Weiter kam Markwart nicht. Denn der Kommissar erbrach sich schon wieder.

„Nur die Ruhe... Es ist alles in Ordnung. Ich löse dir den Mordfall. Liefere das Tatmotiv. Fange den Täter. Du musst nur deine Leute abziehen und verschwinden... Und ich werde hierbleiben und den Mörder erwarten. Denn er ist da. Irgendwo da draußen… Ganz in der Nähe… Er hört uns. Er sieht uns. Er wartet, dass wir endlich gehen… Denn er will zurück. Zurück an den Ort seines Vergnügens.
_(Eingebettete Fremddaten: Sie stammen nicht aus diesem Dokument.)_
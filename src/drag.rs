//! Multi-item drag reordering within a folder plus cross-folder moves with
//! rollback. The drop surface reports *names* and a slot index; all order
//! math happens here against the live child list.

use std::collections::HashSet;

use crate::model::order::OrderStore;
use crate::model::vpath;

/// A completed drop as reported by the drag surface. `target_index` is the
/// slot the item adjacent to the drop occupied when the drag ended.
#[derive(Debug, Clone, PartialEq)]
pub struct DropEvent {
    pub source_folder: String,
    pub dest_folder: String,
    /// Dragged base names in selection order.
    pub dragged: Vec<String>,
    pub target_index: usize,
}

impl DropEvent {
    pub fn is_cross_folder(&self) -> bool {
        self.source_folder != self.dest_folder
    }
}

#[derive(Debug, Clone)]
pub struct DragSession {
    pub folder: String,
    pub dragged: Vec<String>,
}

/// Snapshot of the order records a cross-folder move may touch, taken before
/// asking the host to move anything.
#[derive(Debug, Clone)]
pub struct CrossMove {
    snapshots: Vec<(String, Option<Vec<String>>)>,
}

/// Tracks whether drag sorting is live and which drop surfaces have it. The
/// enable/disable toggle flips all surfaces at once; per-folder opt-outs stay
/// disabled until [`enable_folder`](Self::enable_folder) clears them.
#[derive(Debug, Default)]
pub struct DragController {
    sorting_enabled: bool,
    disabled_folders: HashSet<String>,
    session: Option<DragSession>,
    drag_delay_ms: u64,
}

impl DragController {
    pub fn new(drag_delay_ms: u64) -> Self {
        Self { drag_delay_ms, ..Self::default() }
    }

    pub fn drag_delay_ms(&self) -> u64 {
        self.drag_delay_ms
    }

    pub fn set_enabled(&mut self, enabled: bool) {
        self.sorting_enabled = enabled;
        if !enabled {
            self.session = None;
        }
    }

    pub fn is_enabled(&self) -> bool {
        self.sorting_enabled
    }

    pub fn disable_folder(&mut self, folder: &str) {
        self.disabled_folders.insert(folder.to_string());
    }

    pub fn enable_folder(&mut self, folder: &str) {
        self.disabled_folders.remove(folder);
    }

    pub fn accepts(&self, folder: &str) -> bool {
        self.sorting_enabled && !self.disabled_folders.contains(folder)
    }

    pub fn begin(&mut self, folder: &str, dragged: Vec<String>) -> bool {
        if !self.accepts(folder) {
            return false;
        }
        self.session = Some(DragSession { folder: folder.to_string(), dragged });
        true
    }

    pub fn session(&self) -> Option<&DragSession> {
        self.session.as_ref()
    }

    pub fn end(&mut self) -> Option<DragSession> {
        self.session.take()
    }
}

/// Moves one name from wherever it is to `target`, clamped to the list.
pub(crate) fn reorder_array(order: &mut Vec<String>, name: &str, target: usize) {
    let Some(from) = order.iter().position(|n| n == name) else {
        return;
    };
    order.remove(from);
    let target = target.min(order.len());
    order.insert(target, name.to_string());
}

/// Applies a multi-item drop to a live order. Each dragged name is moved to
/// the target slot in turn; when the selection starts above the target the
/// iteration reverses so the final block keeps the selection's own order.
pub fn reorder_within(order: &mut Vec<String>, dragged: &[String], target_index: usize) {
    let Some(first) = dragged.first() else {
        return;
    };
    let Some(first_idx) = order.iter().position(|n| n == first) else {
        return;
    };
    if first_idx > target_index {
        for name in dragged.iter().rev() {
            reorder_array(order, name, target_index);
        }
    } else {
        for name in dragged {
            reorder_array(order, name, target_index);
        }
    }
}

/// Records the before-state of both folders' order records. Call before the
/// host move; on failure [`rollback_cross_move`] puts every record back
/// byte-for-byte.
pub fn begin_cross_move(store: &OrderStore, event: &DropEvent) -> CrossMove {
    let mut snapshots = vec![
        (event.source_folder.clone(), store.snapshot(&event.source_folder)),
        (event.dest_folder.clone(), store.snapshot(&event.dest_folder)),
    ];
    // a dragged folder carries its own record too
    for name in &event.dragged {
        let folder = vpath::join(&event.source_folder, name);
        if store.has(&folder) {
            snapshots.push((folder.clone(), store.snapshot(&folder)));
        }
    }
    CrossMove { snapshots }
}

pub fn rollback_cross_move(store: &mut OrderStore, cross: CrossMove) {
    for (folder, snapshot) in cross.snapshots {
        store.restore(&folder, snapshot);
    }
}

#[cfg(test)]
mod tests {
    use super::*;
    use crate::model::order::InsertAt;

    fn order(names: &[&str]) -> Vec<String> {
        names.iter().map(|n| n.to_string()).collect()
    }

    #[test]
    fn single_item_drop_moves_to_slot() {
        let mut live = order(&["a", "b", "c", "d"]);
        reorder_within(&mut live, &order(&["d"]), 1);
        assert_eq!(live, order(&["a", "d", "b", "c"]));
    }

    #[test]
    fn multi_drag_downward_keeps_selection_order() {
        let mut live = order(&["a", "b", "c", "d"]);
        reorder_within(&mut live, &order(&["a", "b"]), 2);
        assert_eq!(live, order(&["c", "a", "b", "d"]));
    }

    #[test]
    fn multi_drag_upward_keeps_selection_order() {
        let mut live = order(&["a", "b", "c", "d"]);
        reorder_within(&mut live, &order(&["c", "d"]), 0);
        assert_eq!(live, order(&["c", "d", "a", "b"]));
    }

    #[test]
    fn dragging_an_unknown_name_leaves_order_alone() {
        let mut live = order(&["a", "b"]);
        reorder_within(&mut live, &order(&["zzz"]), 0);
        assert_eq!(live, order(&["a", "b"]));
    }

    #[test]
    fn controller_gates_sessions_on_enablement() {
        let mut drag = DragController::new(200);
        assert!(!drag.begin("/", order(&["a"])));
        drag.set_enabled(true);
        assert!(drag.begin("/", order(&["a"])));
        assert_eq!(drag.session().map(|s| s.folder.as_str()), Some("/"));
        drag.set_enabled(false);
        assert!(drag.session().is_none());
    }

    #[test]
    fn disabled_folders_reject_drags_while_others_accept() {
        let mut drag = DragController::new(200);
        drag.set_enabled(true);
        drag.disable_folder("locked");
        assert!(!drag.accepts("locked"));
        assert!(drag.accepts("open"));
    }

    #[test]
    fn disabled_folders_can_be_enabled_again() {
        let mut drag = DragController::new(200);
        drag.set_enabled(true);
        drag.disable_folder("locked");
        assert!(!drag.begin("locked", order(&["a"])));
        drag.enable_folder("locked");
        assert!(drag.begin("locked", order(&["a"])));
    }

    #[test]
    fn cross_move_rollback_restores_records_exactly() {
        let mut store = OrderStore::default();
        store.set("src", vec!["a.md".into(), "b.md".into()]);
        // dest has no record at all
        let event = DropEvent {
            source_folder: "src".into(),
            dest_folder: "dst".into(),
            dragged: vec!["a.md".into()],
            target_index: 0,
        };
        let before = store.clone();
        let cross = begin_cross_move(&store, &event);

        store.remove("src", "a.md");
        store.insert("dst", "a.md", InsertAt::Start);
        rollback_cross_move(&mut store, cross);

        assert_eq!(store, before);
    }

    #[test]
    fn cross_move_snapshots_a_dragged_folders_own_record() {
        let mut store = OrderStore::default();
        store.set("src", vec!["sub".into()]);
        store.set("src/sub", vec!["x.md".into()]);
        let event = DropEvent {
            source_folder: "src".into(),
            dest_folder: "/".into(),
            dragged: vec!["sub".into()],
            target_index: 0,
        };
        let before = store.clone();
        let cross = begin_cross_move(&store, &event);
        store.set("src/sub", vec![]);
        rollback_cross_move(&mut store, cross);
        assert_eq!(store, before);
    }
}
Zu schön war das langsame Krepieren seines Opfers… Dieses tagelange Sterben. Sicher hat er ihm die eigene Scheiße zu fressen gegeben…“ suchte Markwart das Grün der Bäume mit den Augen ab.

Der Kommissar folgte den suchenden Blicken Markwarts, dachte an die ihn beobachtenden Mörderaugen, dachte an dessen Vergnügen – und würgte schon wieder. Aber sein Magen war leer. Sein Körper krümmte sich. Sein Gesicht war Qual. Fast hätte Markwart so etwas wie Mitgefühl empfunden. Fast. Aber der Witz eines Wahntöters war stärker: „Du solltest mehr essen – dann klappt es auch mit dem Kotzen.“

 

 

Der Verwesende wurde eingesargt. Markwart stand ungerührt daneben. Und aß dabei einen im Garten gepflückten Apfel. Die beiden Bestatter arbeiteten mit größter Behutsamkeit. Dennoch passierte es. Ein falscher Griff, ein sich Ablösen von verwesendem Fleisch, ein schnelles Zupacken in moderweiche Totenmasse. In einem grotesken Durcheinander von schlackernden Leichenarmen und hektischen Bestatterhänden wurde der Verwesende in den Sarg befördert. Der Körper klatschte wie eine Schütte Fallobst hinein. Eine Wolke widerlicher Süßlichkeit wehte hoch. Sofort wurde der Sargdeckel aufgesetzt. Markwart bedachte die Bestatter mit einem missbilligenden Kopfschütteln. Und musste dann über soviel Missgeschick laut lachen.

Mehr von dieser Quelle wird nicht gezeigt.